Monday, December 23, 2019

One Down, Billions To Go

I was almost starting to doubt whether my air pistol had enough chooch to take down a squirrel.

Yup, it has enough chooch. And speaking of putting holes in things, you can see just below and to the left of the squirrel is a squirrel hole dug in my lawn. It's almost like there's some sort of connection to why this squirrel met an unfortunate end.

Also apparently I need to pick some weeds out of my retaining wall. Guess I'll add that to the list.

Saturday, December 21, 2019

The Point of No Return

I suppose it's a bit too late to reconsider demolishing the hantavirus shed.

Now I just have to get rid of the debris and plan what I want to replace it with. Maybe a garden shed for my lawn and garden stuff, maybe a bike shed for my bicycles and tools, maybe a kinky sex dungeon shed full of bondage furniture... The possibilities are truly endless!

The slab/foundation is crap so it'll have to be broken up and disposed of at some point, but for now it's acting as a bit of a retaining wall for the garden so I'm going to just leave it be.

Friday, December 20, 2019

And So Winter Vacation Begins

Time to not wear pants for 16 consecutive days!

(Just kidding I'll probably have to run errands a bunch for the projects I'm going to be doing)

Sunday, December 15, 2019

Shave and a Haircut

It cost more than two bits but I finally got around to getting my palm tree trimmed up. It was a bit shaggy when I moved in and wasn't getting any less so for me ignoring it, so I called up a tree service a little before lunch, and by a little bit after lunch the guy came out and gave me an estimate. We discussed scheduling a little bit and since the city trash/recycling/composting pickup was Monday we settled on doing the trim that very day.

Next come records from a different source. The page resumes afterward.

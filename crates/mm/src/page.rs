//! 页面抽象
//!
//! 每个虚拟页有三种状态：
//!
//! - `Uninit`: 尚未有物理内容，首次缺页时运行加载器，之后转为目标类型
//! - `Anon`: 匿名页，换出时写入交换区
//! - `File`: 文件页，换出时若为脏页则写回文件，缺页时从文件重新读入
//!
//! 状态转换由 [`Vm`](crate::Vm) 在持有全局锁时完成，这里只描述数据
//! 和各状态自身的读入/写回逻辑。

use alloc::sync::Arc;

use crate::address::{PAGE_SIZE, Vpn};
use crate::error::{VmError, VmResult};
use crate::file::MmFile;
use crate::frame::FrameId;
use crate::swap::SwapSlot;

/// 页面首次加载后变成的类型
#[derive(Debug, Clone, Copy, PartialEq, Eq)]
pub enum PageType {
    /// 匿名页
    Anon,
    /// 文件页
    File,
}

/// 自定义加载器：在首次缺页时填充帧内容
///
/// 帧在调用前已清零；`aux` 是分配时给出的文件片段（如果有）。
pub type PageInit = fn(frame: &mut [u8], aux: Option<&FileSlice>) -> VmResult<()>;

/// 文件中属于某一页的片段
pub struct FileSlice {
    /// 文件
    pub file: Arc<dyn MmFile>,
    /// 片段在文件中的起始偏移
    pub offset: usize,
    /// 从文件读取的字节数
    pub read_bytes: usize,
    /// 读取之后补零的字节数
    pub zero_bytes: usize,
}

impl FileSlice {
    /// 把片段读入一页内存，其余部分补零
    pub fn load(&self, frame: &mut [u8]) -> VmResult<()> {
        let read_bytes = self.read_bytes.min(frame.len());
        let n = self
            .file
            .read_at(self.offset, &mut frame[..read_bytes])
            .map_err(VmError::Io)?;
        if n < read_bytes {
            log::warn!(
                "page: partial read at offset {}: expected {}, got {}",
                self.offset,
                read_bytes,
                n
            );
        }
        frame[n..].fill(0);
        Ok(())
    }

    /// 把一页内存中属于文件的部分写回
    pub fn write_back(&self, frame: &[u8]) -> VmResult<()> {
        let len = self.read_bytes.min(frame.len());
        let n = self
            .file
            .write_at(self.offset, &frame[..len])
            .map_err(VmError::Io)?;
        if n != len {
            log::error!(
                "page: partial write at offset {}: expected {}, got {}",
                self.offset,
                len,
                n
            );
            return Err(VmError::Io(-5));
        }
        Ok(())
    }

    /// 复制片段描述，文件重新打开一次
    pub fn duplicate(&self) -> VmResult<Self> {
        Ok(Self {
            file: self.file.reopen().map_err(VmError::Io)?,
            offset: self.offset,
            read_bytes: self.read_bytes,
            zero_bytes: self.zero_bytes,
        })
    }
}

impl core::fmt::Debug for FileSlice {
    fn fmt(&self, f: &mut core::fmt::Formatter<'_>) -> core::fmt::Result {
        f.debug_struct("FileSlice")
            .field("file", &"<dyn MmFile>")
            .field("offset", &self.offset)
            .field("read_bytes", &self.read_bytes)
            .field("zero_bytes", &self.zero_bytes)
            .finish()
    }
}

/// 页面状态
#[derive(Debug)]
pub enum PageState {
    /// 尚未加载
    Uninit {
        /// 加载后的类型
        target: PageType,
        /// 自定义加载器，为空时按 `aux` 读文件或保持全零
        init: Option<PageInit>,
        /// 加载参数
        aux: Option<FileSlice>,
    },
    /// 匿名页；`slot` 非空表示内容在交换区
    Anon {
        /// 交换槽位
        slot: Option<SwapSlot>,
    },
    /// 文件页
    File {
        /// 对应的文件片段
        slice: FileSlice,
    },
}

/// 补充页表中的一页
#[derive(Debug)]
pub struct Page {
    /// 页号
    pub vpn: Vpn,
    /// 当前是否可写（写时复制共享期间被收回）
    pub writable: bool,
    /// 映射时请求的写权限
    pub true_writable: bool,
    /// 驻留时所在的帧
    pub frame: Option<FrameId>,
    /// 来自 mmap，销毁时需要写回
    pub mmap: bool,
    /// 状态
    pub state: PageState,
}

impl Page {
    /// 创建一个尚未加载的页
    pub fn new_uninit(
        vpn: Vpn,
        writable: bool,
        target: PageType,
        init: Option<PageInit>,
        aux: Option<FileSlice>,
    ) -> Self {
        Self {
            vpn,
            writable,
            true_writable: writable,
            frame: None,
            mmap: false,
            state: PageState::Uninit { target, init, aux },
        }
    }

    /// 页面当前（或加载后）的类型
    pub fn page_type(&self) -> PageType {
        match &self.state {
            PageState::Uninit { target, .. } => *target,
            PageState::Anon { .. } => PageType::Anon,
            PageState::File { .. } => PageType::File,
        }
    }

    /// 是否尚未加载
    pub fn is_uninit(&self) -> bool {
        matches!(self.state, PageState::Uninit { .. })
    }

    /// 内容所在的交换槽位
    pub fn swap_slot(&self) -> Option<SwapSlot> {
        match self.state {
            PageState::Anon { slot } => slot,
            _ => None,
        }
    }

    /// 首次加载：填充帧内容并转换为目标类型
    pub(crate) fn initialize(&mut self, frame: &mut [u8]) -> VmResult<()> {
        let (target, init, aux) =
            match core::mem::replace(&mut self.state, PageState::Anon { slot: None }) {
                PageState::Uninit { target, init, aux } => (target, init, aux),
                other => {
                    self.state = other;
                    return Ok(());
                }
            };

        let loaded = match init {
            Some(init) => init(frame, aux.as_ref()),
            None => aux.as_ref().map_or(Ok(()), |slice| slice.load(frame)),
        };
        if let Err(e) = loaded {
            self.state = PageState::Uninit { target, init, aux };
            return Err(e);
        }
        match (target, aux) {
            (PageType::Anon, _) => self.state = PageState::Anon { slot: None },
            (PageType::File, Some(slice)) => self.state = PageState::File { slice },
            (PageType::File, None) => {
                self.state = PageState::Uninit {
                    target,
                    init,
                    aux: None,
                };
                return Err(VmError::InvalidArgument);
            }
        }
        Ok(())
    }

    /// 为 fork 复制一个尚未加载的页（文件重新打开）
    pub(crate) fn duplicate_uninit(&self) -> VmResult<Self> {
        let PageState::Uninit { target, init, aux } = &self.state else {
            return Err(VmError::InvalidArgument);
        };
        let aux = aux.as_ref().map(FileSlice::duplicate).transpose()?;
        Ok(Self {
            vpn: self.vpn,
            writable: self.true_writable,
            true_writable: self.true_writable,
            frame: None,
            mmap: self.mmap,
            state: PageState::Uninit {
                target: *target,
                init: *init,
                aux,
            },
        })
    }
}

/// 按页切分一段文件映射：`read_bytes` 字节来自文件，其余补零。
///
/// 返回每页的 (读取字节数, 补零字节数)。
pub fn split_file_span(read_bytes: usize, span: usize) -> impl Iterator<Item = (usize, usize)> {
    let pages = span.div_ceil(PAGE_SIZE);
    (0..pages).map(move |i| {
        let read = read_bytes.saturating_sub(i * PAGE_SIZE).min(PAGE_SIZE);
        (read, PAGE_SIZE - read)
    })
}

I wanted to get the trimming done before winter really set in as the seed pods were going to start ripening any day now and the hail of tiny annoying seeds last winter was an awful struggle to have to deal with.

In all I'm really happy with how things turned out. The price was in line with my expectations (and a lot lower than Tyler had me believing it might cost) and the result looks a lot better than the shaggy brown mop that used to be up there.

Tuesday, December 10, 2019

Into the Second Dimension

When you simply need things to be flatter than flat, only one tool will do the job.

It's high time I got me some power sanding equipment, and there's really no replacement for a belt sander. Finish sanding is easy enough to do by hand, so I still view orbital and detail sanders as the tools of the lazy, but when you need to move a lot of wood quickly, getting some electrons to sweat for you is the way to go.

While I usually err on the side of "buy cheap, then replace with fancy when it breaks", I've already melted a few belt sanders in my day (oh, the painful memories of that peach fence) so I figured I should just cut to the chase on this one.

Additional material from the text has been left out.